=== WHAT YOU NEED TO DO ===
Search the entries below for the string "simplelog" and copy the lines that hold it.

=== DATA SECTION ===
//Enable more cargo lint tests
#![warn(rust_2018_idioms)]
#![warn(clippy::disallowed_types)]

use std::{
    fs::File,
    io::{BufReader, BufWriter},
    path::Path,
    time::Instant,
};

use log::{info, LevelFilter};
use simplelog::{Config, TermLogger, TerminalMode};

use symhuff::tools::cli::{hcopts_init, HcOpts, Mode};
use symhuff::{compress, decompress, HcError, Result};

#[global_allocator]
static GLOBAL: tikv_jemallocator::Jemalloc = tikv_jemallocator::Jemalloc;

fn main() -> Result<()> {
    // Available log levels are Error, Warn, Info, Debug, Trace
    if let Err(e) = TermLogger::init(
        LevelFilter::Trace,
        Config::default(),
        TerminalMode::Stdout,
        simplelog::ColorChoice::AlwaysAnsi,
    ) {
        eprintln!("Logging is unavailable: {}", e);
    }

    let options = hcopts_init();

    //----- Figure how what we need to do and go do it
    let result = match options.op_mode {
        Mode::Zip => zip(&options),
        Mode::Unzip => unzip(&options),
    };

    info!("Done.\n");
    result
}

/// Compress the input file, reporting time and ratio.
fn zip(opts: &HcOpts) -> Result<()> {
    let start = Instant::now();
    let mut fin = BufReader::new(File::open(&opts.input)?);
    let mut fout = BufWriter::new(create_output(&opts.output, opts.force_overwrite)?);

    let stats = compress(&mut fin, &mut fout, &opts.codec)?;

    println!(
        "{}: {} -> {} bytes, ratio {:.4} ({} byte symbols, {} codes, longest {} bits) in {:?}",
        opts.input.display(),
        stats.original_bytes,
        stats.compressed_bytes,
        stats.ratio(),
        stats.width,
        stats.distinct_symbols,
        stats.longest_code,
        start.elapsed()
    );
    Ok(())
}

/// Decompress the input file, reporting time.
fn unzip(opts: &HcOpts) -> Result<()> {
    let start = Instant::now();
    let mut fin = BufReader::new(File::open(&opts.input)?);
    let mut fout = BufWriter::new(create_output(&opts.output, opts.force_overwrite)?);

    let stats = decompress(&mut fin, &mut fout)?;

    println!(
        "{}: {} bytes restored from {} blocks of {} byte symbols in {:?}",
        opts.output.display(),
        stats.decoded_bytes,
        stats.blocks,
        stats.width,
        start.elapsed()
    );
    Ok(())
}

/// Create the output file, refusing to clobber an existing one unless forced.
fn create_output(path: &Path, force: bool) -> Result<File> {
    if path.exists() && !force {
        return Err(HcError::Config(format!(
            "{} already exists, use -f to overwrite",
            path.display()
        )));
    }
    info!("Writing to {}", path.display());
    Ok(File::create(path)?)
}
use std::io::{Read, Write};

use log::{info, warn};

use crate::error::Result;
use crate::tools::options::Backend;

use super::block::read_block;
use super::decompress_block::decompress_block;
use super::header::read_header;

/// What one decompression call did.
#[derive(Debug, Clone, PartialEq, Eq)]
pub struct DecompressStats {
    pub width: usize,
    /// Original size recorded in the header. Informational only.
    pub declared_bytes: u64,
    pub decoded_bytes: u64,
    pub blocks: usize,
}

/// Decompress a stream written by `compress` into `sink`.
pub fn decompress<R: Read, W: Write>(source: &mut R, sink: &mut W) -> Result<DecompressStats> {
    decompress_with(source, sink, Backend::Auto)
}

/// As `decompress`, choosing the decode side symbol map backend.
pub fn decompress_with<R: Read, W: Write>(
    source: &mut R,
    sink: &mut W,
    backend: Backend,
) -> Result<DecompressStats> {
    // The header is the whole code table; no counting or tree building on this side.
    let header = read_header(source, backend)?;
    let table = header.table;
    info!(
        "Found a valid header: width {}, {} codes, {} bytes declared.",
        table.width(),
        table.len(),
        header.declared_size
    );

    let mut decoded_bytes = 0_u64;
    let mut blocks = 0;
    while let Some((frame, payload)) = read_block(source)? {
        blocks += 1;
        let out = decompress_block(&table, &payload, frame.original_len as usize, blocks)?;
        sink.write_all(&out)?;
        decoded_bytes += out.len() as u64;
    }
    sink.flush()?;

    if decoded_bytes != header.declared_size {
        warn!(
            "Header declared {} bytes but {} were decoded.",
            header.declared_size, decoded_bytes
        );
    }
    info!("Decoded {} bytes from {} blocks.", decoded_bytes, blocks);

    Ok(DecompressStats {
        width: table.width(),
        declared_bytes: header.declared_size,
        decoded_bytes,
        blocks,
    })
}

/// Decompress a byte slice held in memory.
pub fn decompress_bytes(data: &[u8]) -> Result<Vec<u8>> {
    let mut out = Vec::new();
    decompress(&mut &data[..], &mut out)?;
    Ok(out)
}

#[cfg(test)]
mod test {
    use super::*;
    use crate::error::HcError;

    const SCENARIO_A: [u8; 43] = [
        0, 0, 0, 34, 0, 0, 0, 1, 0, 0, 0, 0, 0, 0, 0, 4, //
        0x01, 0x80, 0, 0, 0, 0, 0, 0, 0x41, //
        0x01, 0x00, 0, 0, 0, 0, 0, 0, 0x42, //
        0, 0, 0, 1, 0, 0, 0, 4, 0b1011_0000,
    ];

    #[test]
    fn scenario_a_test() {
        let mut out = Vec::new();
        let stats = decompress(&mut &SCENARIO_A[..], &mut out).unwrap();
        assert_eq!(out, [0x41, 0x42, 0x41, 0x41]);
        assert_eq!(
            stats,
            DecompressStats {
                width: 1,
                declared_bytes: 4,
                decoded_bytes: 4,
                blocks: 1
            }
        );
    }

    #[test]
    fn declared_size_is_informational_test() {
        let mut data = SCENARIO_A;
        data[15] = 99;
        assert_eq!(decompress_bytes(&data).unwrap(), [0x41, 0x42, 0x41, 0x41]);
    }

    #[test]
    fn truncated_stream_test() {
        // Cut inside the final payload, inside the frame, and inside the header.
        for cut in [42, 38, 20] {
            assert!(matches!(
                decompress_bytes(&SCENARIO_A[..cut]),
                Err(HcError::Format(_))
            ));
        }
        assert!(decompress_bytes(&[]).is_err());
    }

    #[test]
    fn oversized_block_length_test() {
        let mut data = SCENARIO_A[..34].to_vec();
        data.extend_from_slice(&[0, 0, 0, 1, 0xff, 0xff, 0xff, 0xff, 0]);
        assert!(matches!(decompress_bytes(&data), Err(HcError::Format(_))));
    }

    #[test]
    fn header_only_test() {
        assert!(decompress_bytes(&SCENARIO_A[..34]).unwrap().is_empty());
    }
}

--

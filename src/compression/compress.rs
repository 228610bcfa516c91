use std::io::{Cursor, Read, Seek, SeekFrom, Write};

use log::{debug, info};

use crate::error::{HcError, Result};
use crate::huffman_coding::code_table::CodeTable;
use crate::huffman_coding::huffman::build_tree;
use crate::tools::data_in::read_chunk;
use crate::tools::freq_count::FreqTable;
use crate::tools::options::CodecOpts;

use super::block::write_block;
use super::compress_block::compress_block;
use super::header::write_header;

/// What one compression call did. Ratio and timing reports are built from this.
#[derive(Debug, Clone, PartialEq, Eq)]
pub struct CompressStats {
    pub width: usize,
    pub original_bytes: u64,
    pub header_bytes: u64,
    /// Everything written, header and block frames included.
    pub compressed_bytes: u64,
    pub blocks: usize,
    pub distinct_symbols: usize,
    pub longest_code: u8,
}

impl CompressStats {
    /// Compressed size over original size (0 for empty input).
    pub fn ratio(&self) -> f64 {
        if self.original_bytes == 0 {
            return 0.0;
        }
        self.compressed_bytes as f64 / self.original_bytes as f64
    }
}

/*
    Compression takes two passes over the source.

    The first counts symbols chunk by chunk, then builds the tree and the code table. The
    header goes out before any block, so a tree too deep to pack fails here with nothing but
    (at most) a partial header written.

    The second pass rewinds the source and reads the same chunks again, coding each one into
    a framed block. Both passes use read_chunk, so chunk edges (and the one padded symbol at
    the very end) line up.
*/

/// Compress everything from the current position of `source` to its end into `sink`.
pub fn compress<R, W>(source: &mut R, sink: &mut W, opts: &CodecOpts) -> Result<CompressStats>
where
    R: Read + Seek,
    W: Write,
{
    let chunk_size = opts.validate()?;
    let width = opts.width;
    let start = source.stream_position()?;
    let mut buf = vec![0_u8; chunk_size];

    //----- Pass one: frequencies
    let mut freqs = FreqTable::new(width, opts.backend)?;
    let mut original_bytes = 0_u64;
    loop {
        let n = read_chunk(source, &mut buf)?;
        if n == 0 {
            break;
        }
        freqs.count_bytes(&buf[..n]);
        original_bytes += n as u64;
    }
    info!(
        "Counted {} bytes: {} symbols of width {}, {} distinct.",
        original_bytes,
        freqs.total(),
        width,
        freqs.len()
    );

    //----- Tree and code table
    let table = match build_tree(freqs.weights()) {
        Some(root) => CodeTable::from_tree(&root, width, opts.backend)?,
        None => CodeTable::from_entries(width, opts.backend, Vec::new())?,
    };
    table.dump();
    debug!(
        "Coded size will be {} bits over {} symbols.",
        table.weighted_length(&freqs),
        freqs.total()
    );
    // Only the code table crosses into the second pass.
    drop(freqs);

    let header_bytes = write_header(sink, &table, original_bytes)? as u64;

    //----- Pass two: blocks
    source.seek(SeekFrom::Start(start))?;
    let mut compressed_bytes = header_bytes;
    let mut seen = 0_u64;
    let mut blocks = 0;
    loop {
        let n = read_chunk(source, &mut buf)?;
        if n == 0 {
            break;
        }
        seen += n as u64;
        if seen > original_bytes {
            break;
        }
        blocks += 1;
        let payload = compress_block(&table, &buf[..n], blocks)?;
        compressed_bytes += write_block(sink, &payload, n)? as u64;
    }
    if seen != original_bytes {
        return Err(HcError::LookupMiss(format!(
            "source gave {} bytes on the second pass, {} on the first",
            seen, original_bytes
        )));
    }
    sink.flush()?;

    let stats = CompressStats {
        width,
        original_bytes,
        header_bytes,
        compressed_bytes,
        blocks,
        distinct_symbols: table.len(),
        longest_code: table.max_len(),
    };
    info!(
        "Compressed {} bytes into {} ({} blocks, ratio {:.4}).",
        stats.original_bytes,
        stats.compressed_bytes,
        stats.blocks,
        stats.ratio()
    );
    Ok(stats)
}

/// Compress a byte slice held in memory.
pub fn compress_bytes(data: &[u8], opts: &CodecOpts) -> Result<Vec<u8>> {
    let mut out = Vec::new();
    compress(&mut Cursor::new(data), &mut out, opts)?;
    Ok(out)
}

=== ANSWER TO THIS TASK ===
use simplelog::{Config, TermLogger, TerminalMode};
        simplelog::ColorChoice::AlwaysAnsi,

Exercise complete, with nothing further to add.